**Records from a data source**
Content starts

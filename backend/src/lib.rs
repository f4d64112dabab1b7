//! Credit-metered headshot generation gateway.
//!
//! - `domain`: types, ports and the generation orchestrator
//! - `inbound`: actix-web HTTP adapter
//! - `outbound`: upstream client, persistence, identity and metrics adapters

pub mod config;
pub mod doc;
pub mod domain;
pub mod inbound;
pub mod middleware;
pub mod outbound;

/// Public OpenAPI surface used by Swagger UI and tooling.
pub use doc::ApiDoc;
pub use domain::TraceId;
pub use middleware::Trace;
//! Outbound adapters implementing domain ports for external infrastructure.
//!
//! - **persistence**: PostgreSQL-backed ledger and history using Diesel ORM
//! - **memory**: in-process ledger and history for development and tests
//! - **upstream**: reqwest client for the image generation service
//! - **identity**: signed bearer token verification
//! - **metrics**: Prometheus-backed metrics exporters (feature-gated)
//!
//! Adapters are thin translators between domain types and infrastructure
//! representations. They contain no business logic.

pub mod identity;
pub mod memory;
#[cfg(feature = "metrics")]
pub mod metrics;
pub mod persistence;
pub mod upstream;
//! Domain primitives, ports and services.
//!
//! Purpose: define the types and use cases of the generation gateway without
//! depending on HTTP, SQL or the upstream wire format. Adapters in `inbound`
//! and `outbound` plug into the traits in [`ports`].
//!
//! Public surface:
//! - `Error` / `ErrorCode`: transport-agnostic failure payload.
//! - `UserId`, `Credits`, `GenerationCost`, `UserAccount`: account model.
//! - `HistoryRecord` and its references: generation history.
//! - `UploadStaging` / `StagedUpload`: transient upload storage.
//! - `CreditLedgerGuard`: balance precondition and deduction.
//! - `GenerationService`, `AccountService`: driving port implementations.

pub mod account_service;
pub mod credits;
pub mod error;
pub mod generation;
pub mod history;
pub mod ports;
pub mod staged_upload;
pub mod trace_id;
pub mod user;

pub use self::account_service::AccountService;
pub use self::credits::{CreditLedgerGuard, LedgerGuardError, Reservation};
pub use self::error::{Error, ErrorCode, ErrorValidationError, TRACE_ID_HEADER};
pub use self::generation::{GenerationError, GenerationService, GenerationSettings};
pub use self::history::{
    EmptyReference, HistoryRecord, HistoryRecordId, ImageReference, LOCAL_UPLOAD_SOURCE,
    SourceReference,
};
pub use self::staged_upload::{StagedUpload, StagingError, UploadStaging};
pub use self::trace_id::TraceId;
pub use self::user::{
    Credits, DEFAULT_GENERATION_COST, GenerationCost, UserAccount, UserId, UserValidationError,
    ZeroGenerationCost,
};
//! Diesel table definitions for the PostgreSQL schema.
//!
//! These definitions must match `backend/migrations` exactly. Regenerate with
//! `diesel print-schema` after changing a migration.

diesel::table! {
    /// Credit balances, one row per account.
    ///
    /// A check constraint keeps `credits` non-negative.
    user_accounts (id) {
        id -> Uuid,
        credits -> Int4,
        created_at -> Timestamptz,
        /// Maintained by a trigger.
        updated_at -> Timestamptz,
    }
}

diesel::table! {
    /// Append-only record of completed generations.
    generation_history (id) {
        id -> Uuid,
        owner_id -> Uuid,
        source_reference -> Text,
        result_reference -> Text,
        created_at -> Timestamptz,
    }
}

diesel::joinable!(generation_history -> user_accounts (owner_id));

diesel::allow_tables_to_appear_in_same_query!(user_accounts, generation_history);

Content ends

**Exercise requirements**
Check each line above for the string "Text" and copy the ones that have it.

**Solution for this task**
        source_reference -> Text,
        result_reference -> Text,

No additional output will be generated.